> [Required work]
Write down nothing except how many lines in the entries contain "blog".

(Beginning of Entries shown)

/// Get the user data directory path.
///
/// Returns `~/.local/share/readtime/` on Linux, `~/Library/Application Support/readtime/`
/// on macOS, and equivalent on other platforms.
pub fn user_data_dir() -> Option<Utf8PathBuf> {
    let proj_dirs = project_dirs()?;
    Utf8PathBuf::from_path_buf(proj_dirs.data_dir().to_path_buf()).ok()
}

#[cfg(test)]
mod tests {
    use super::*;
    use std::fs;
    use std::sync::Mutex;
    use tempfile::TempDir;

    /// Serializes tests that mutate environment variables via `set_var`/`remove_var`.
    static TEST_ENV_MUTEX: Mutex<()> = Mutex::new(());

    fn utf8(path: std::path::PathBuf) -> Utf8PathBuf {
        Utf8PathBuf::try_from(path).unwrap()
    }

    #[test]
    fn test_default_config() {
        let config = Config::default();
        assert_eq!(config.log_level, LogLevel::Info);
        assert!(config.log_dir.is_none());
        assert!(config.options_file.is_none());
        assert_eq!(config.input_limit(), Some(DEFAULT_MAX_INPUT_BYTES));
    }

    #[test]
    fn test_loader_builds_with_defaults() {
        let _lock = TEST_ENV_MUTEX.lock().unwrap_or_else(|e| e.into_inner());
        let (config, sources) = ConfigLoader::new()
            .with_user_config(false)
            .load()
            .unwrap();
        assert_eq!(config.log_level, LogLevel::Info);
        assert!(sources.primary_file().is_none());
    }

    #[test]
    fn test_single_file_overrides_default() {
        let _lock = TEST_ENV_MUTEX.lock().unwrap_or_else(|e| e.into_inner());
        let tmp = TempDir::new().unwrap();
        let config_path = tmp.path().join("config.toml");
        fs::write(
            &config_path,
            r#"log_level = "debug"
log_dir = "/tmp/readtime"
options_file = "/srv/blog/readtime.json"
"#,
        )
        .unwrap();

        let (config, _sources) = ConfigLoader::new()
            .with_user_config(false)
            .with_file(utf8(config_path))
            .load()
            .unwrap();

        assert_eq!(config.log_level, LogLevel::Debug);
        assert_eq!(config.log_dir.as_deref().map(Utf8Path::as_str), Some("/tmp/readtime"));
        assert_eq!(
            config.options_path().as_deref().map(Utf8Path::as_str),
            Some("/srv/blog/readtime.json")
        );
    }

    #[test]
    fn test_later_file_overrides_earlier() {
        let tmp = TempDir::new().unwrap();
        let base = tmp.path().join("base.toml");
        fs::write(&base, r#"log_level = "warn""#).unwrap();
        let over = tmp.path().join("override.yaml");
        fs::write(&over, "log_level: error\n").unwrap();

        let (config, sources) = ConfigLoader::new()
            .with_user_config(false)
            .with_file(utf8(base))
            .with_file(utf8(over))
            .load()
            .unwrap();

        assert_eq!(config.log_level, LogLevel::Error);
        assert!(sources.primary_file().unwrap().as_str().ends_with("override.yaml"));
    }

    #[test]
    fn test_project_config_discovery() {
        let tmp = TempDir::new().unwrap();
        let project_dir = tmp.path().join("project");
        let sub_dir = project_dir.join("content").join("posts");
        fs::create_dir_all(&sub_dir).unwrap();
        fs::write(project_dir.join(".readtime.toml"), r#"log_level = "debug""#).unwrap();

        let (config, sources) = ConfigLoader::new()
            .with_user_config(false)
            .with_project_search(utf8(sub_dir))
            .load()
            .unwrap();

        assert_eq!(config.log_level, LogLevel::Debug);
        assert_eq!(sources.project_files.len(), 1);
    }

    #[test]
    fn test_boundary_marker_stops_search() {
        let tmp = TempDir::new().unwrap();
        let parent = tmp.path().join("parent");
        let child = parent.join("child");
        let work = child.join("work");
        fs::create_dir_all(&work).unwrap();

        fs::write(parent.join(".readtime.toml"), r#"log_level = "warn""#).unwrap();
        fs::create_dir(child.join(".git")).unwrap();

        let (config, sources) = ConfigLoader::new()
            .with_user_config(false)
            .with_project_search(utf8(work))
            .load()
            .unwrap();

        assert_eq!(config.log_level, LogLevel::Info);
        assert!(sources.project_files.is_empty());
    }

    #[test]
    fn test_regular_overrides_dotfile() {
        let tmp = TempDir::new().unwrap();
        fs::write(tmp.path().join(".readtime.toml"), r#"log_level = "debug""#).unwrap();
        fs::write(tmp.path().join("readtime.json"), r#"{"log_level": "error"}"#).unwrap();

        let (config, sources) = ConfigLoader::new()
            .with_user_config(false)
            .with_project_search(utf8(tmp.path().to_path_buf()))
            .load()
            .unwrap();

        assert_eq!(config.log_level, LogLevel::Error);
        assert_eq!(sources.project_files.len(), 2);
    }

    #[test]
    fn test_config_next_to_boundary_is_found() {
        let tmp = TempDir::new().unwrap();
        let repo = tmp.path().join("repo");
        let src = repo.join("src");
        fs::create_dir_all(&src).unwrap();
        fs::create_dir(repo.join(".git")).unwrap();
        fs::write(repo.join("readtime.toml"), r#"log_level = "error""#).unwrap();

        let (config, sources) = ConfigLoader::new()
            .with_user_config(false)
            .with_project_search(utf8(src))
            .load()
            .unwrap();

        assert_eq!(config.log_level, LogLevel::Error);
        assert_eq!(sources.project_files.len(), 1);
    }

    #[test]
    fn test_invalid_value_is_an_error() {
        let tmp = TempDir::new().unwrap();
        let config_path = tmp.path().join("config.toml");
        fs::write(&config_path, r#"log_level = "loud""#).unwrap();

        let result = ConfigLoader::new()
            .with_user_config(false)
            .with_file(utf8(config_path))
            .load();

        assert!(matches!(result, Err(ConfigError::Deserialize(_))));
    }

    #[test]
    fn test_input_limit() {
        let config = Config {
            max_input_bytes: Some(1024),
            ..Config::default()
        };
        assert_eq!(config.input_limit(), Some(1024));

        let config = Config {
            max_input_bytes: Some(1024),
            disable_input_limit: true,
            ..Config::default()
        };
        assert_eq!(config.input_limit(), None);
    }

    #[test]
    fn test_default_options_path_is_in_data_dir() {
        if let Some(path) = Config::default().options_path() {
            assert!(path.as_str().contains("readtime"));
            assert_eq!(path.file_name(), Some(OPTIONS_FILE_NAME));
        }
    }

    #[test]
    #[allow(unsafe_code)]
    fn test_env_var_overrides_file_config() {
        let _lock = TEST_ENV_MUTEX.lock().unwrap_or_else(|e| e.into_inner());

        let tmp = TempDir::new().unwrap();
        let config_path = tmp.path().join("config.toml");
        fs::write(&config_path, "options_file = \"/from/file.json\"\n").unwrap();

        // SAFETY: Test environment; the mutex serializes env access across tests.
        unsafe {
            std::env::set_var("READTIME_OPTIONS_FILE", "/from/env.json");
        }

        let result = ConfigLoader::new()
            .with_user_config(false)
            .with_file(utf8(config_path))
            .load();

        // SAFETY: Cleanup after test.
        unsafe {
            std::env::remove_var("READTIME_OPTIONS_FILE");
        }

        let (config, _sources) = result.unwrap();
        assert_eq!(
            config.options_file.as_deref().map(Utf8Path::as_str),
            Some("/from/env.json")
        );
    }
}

(End of Entries shown)

> [Task answer]
2